Given data:
■ ■ ■ ■ ■ ■ ■

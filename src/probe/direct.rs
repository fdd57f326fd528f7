use anyhow::Context;
use async_trait::async_trait;
use hyper::body::Bytes;
use url::Url;

use super::ProbeStrategy;
use crate::{
    proxy::ProxyCandidate,
    utils::http::{build_get_request, hyper_client, read_success_body, HttpsClient},
};

/// Dials the candidate itself and asks for the echo service's path, with the echo
/// service's host in the `Host` header. Works against relays that forward by host.
#[derive(Debug, Clone)]
pub struct DirectDial {
    scheme: &'static str,
    client: HttpsClient,
}

impl DirectDial {
    pub fn http() -> anyhow::Result<Self> {
        Ok(DirectDial {
            scheme: "http",
            client: hyper_client()?,
        })
    }

    pub fn https() -> anyhow::Result<Self> {
        Ok(DirectDial {
            scheme: "https",
            client: hyper_client()?,
        })
    }

    pub fn target_uri(&self, candidate: &ProxyCandidate, target: &Url) -> String {
        let mut uri = format!("{}://{}{}", self.scheme, candidate.authority(), target.path());
        if let Some(query) = target.query() {
            uri.push('?');
            uri.push_str(query);
        }
        uri
    }
}

#[async_trait]
impl ProbeStrategy for DirectDial {
    fn name(&self) -> &'static str {
        match self.scheme {
            "https" => "https-direct",
            _ => "http-direct",
        }
    }

    async fn fetch(&self, candidate: &ProxyCandidate, target: &Url) -> anyhow::Result<Bytes> {
        let host = target.host_str().context("echo url has no host")?;
        let host = match target.port() {
            Some(port) => format!("{}:{}", host, port),
            None => host.to_string(),
        };
        let request = build_get_request(&self.target_uri(candidate, target), Some(&host))?;
        read_success_body(&self.client, request).await
    }
}

#[cfg(test)]
mod tests {
    use super::*;

    #[test]
    fn path_and_query_follow_the_candidate() {
        let target = Url::parse("https://echo.example/json?full=1").unwrap();
        let candidate = ProxyCandidate::new("1.2.3.4", "8443").unwrap();
        let dial = DirectDial::https().unwrap();
        assert_eq!(
            dial.target_uri(&candidate, &target),
            "https://1.2.3.4:8443/json?full=1"
        );
        assert_eq!(dial.name(), "https-direct");

        let candidate = ProxyCandidate::new("2001:db8::5", "80").unwrap();
        let dial = DirectDial::http().unwrap();
        assert_eq!(
            dial.target_uri(&candidate, &Url::parse("http://echo.example").unwrap()),
            "http://[2001:db8::5]:80/"
        );
        assert_eq!(dial.name(), "http-direct");
    }
}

■ ■ ■ ■ ■ ■ ■

What needs to be done: From the entries, copy out each line containing the word "host".

Response area:
/// service's host in the `Host` header. Works against relays that forward by host.
        let host = target.host_str().context("echo url has no host")?;
        let host = match target.port() {
            Some(port) => format!("{}:{}", host, port),
            None => host.to_string(),
        let request = build_get_request(&self.target_uri(candidate, target), Some(&host))?;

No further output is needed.